■ **TASK INSTRUCTIONS**: The records below must be duplicated exactly, character for character.

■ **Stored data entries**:
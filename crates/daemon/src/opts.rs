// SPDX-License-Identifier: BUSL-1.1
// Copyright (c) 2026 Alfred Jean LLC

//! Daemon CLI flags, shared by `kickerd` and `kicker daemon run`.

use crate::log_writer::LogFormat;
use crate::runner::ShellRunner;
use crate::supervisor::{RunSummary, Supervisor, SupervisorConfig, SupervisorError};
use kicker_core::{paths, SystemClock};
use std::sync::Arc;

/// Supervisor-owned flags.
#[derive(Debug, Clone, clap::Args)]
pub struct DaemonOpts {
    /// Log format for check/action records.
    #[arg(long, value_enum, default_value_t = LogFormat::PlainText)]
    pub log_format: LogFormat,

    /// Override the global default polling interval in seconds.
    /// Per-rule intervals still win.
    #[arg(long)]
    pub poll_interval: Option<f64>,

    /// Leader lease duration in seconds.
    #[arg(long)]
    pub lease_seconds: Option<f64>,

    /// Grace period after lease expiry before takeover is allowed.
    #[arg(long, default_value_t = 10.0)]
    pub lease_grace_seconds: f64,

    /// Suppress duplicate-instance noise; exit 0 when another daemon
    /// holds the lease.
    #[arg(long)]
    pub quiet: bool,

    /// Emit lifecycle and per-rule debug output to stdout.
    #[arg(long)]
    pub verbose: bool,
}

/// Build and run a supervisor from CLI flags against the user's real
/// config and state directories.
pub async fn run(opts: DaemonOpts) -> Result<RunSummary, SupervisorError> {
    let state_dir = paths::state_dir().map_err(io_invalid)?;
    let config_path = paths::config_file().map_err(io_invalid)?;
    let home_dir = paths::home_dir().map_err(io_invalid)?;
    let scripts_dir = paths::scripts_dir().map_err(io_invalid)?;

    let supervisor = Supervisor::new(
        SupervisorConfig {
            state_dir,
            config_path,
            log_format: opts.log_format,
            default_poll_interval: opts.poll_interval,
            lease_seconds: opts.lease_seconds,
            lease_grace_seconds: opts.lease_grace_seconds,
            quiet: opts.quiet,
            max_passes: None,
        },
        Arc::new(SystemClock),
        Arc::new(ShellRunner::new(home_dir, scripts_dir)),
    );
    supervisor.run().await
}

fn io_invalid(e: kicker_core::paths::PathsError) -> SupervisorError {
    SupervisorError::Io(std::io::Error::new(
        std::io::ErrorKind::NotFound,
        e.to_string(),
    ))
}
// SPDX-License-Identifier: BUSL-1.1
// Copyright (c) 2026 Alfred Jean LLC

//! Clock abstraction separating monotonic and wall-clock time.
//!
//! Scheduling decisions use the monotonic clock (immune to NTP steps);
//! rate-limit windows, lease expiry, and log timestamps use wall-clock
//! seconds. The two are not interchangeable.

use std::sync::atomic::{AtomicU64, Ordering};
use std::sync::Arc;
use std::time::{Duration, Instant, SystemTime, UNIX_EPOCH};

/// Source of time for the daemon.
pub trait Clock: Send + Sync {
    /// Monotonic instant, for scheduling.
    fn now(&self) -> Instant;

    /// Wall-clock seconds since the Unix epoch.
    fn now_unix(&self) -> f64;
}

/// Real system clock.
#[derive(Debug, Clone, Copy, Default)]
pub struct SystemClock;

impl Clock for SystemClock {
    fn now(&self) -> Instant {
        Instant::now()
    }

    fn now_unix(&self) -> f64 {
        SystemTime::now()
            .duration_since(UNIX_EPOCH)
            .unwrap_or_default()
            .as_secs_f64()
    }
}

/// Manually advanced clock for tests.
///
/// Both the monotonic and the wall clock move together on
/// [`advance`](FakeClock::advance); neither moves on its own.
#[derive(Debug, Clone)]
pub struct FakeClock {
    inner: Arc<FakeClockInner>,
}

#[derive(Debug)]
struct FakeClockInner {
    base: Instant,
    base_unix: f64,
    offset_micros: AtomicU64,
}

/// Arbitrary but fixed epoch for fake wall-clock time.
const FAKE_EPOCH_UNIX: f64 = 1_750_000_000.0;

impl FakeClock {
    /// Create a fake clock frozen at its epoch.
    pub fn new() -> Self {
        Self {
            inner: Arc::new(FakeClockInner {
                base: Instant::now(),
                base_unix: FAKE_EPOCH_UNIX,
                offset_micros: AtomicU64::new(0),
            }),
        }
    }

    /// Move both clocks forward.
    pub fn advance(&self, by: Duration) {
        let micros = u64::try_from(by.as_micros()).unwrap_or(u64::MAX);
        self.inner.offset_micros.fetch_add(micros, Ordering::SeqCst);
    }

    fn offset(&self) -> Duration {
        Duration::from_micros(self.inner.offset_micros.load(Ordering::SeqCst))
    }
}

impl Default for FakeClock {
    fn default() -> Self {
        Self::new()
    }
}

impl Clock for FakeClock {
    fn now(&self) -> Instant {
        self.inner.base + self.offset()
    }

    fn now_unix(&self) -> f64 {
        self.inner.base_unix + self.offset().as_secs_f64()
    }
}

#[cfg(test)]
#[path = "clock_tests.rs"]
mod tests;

■ **RESULT FOR THIS TASK**:
filename crates/daemon/src/opts.rs
// SPDX-License-Identifier: BUSL-1.1
// Copyright (c) 2026 Alfred Jean LLC

//! Daemon CLI flags, shared by `kickerd` and `kicker daemon run`.

use crate::log_writer::LogFormat;
use crate::runner::ShellRunner;
use crate::supervisor::{RunSummary, Supervisor, SupervisorConfig, SupervisorError};
use kicker_core::{paths, SystemClock};
use std::sync::Arc;

/// Supervisor-owned flags.
#[derive(Debug, Clone, clap::Args)]
pub struct DaemonOpts {
    /// Log format for check/action records.
    #[arg(long, value_enum, default_value_t = LogFormat::PlainText)]
    pub log_format: LogFormat,

    /// Override the global default polling interval in seconds.
    /// Per-rule intervals still win.
    #[arg(long)]
    pub poll_interval: Option<f64>,

    /// Leader lease duration in seconds.
    #[arg(long)]
    pub lease_seconds: Option<f64>,

    /// Grace period after lease expiry before takeover is allowed.
    #[arg(long, default_value_t = 10.0)]
    pub lease_grace_seconds: f64,

    /// Suppress duplicate-instance noise; exit 0 when another daemon
    /// holds the lease.
    #[arg(long)]
    pub quiet: bool,

    /// Emit lifecycle and per-rule debug output to stdout.
    #[arg(long)]
    pub verbose: bool,
}

/// Build and run a supervisor from CLI flags against the user's real
/// config and state directories.
pub async fn run(opts: DaemonOpts) -> Result<RunSummary, SupervisorError> {
    let state_dir = paths::state_dir().map_err(io_invalid)?;
    let config_path = paths::config_file().map_err(io_invalid)?;
    let home_dir = paths::home_dir().map_err(io_invalid)?;
    let scripts_dir = paths::scripts_dir().map_err(io_invalid)?;

    let supervisor = Supervisor::new(
        SupervisorConfig {
            state_dir,
            config_path,
            log_format: opts.log_format,
            default_poll_interval: opts.poll_interval,
            lease_seconds: opts.lease_seconds,
            lease_grace_seconds: opts.lease_grace_seconds,
            quiet: opts.quiet,
            max_passes: None,
        },
        Arc::new(SystemClock),
        Arc::new(ShellRunner::new(home_dir, scripts_dir)),
    );
    supervisor.run().await
}

fn io_invalid(e: kicker_core::paths::PathsError) -> SupervisorError {
    SupervisorError::Io(std::io::Error::new(
        std::io::ErrorKind::NotFound,
        e.to_string(),
    ))
}
// SPDX-License-Identifier: BUSL-1.1
// Copyright (c) 2026 Alfred Jean LLC

//! Clock abstraction separating monotonic and wall-clock time.
//!
//! Scheduling decisions use the monotonic clock (immune to NTP steps);
//! rate-limit windows, lease expiry, and log timestamps use wall-clock
//! seconds. The two are not interchangeable.

use std::sync::atomic::{AtomicU64, Ordering};
use std::sync::Arc;
use std::time::{Duration, Instant, SystemTime, UNIX_EPOCH};

/// Source of time for the daemon.
pub trait Clock: Send + Sync {
    /// Monotonic instant, for scheduling.
    fn now(&self) -> Instant;

    /// Wall-clock seconds since the Unix epoch.
    fn now_unix(&self) -> f64;
}

/// Real system clock.
#[derive(Debug, Clone, Copy, Default)]
pub struct SystemClock;

impl Clock for SystemClock {
    fn now(&self) -> Instant {
        Instant::now()
    }

    fn now_unix(&self) -> f64 {
        SystemTime::now()
            .duration_since(UNIX_EPOCH)
            .unwrap_or_default()
            .as_secs_f64()
    }
}

/// Manually advanced clock for tests.
///
/// Both the monotonic and the wall clock move together on
/// [`advance`](FakeClock::advance); neither moves on its own.
#[derive(Debug, Clone)]
pub struct FakeClock {
    inner: Arc<FakeClockInner>,
}

#[derive(Debug)]
struct FakeClockInner {
    base: Instant,
    base_unix: f64,
    offset_micros: AtomicU64,
}

/// Arbitrary but fixed epoch for fake wall-clock time.
const FAKE_EPOCH_UNIX: f64 = 1_750_000_000.0;

impl FakeClock {
    /// Create a fake clock frozen at its epoch.
    pub fn new() -> Self {
        Self {
            inner: Arc::new(FakeClockInner {
                base: Instant::now(),
                base_unix: FAKE_EPOCH_UNIX,
                offset_micros: AtomicU64::new(0),
            }),
        }
    }

    /// Move both clocks forward.
    pub fn advance(&self, by: Duration) {
        let micros = u64::try_from(by.as_micros()).unwrap_or(u64::MAX);
        self.inner.offset_micros.fetch_add(micros, Ordering::SeqCst);
    }

    fn offset(&self) -> Duration {
        Duration::from_micros(self.inner.offset_micros.load(Ordering::SeqCst))
    }
}

impl Default for FakeClock {
    fn default() -> Self {
        Self::new()
    }
}

impl Clock for FakeClock {
    fn now(&self) -> Instant {
        self.inner.base + self.offset()
    }

    fn now_unix(&self) -> f64 {
        self.inner.base_unix + self.offset().as_secs_f64()
    }
}

#[cfg(test)]
#[path = "clock_tests.rs"]
mod tests;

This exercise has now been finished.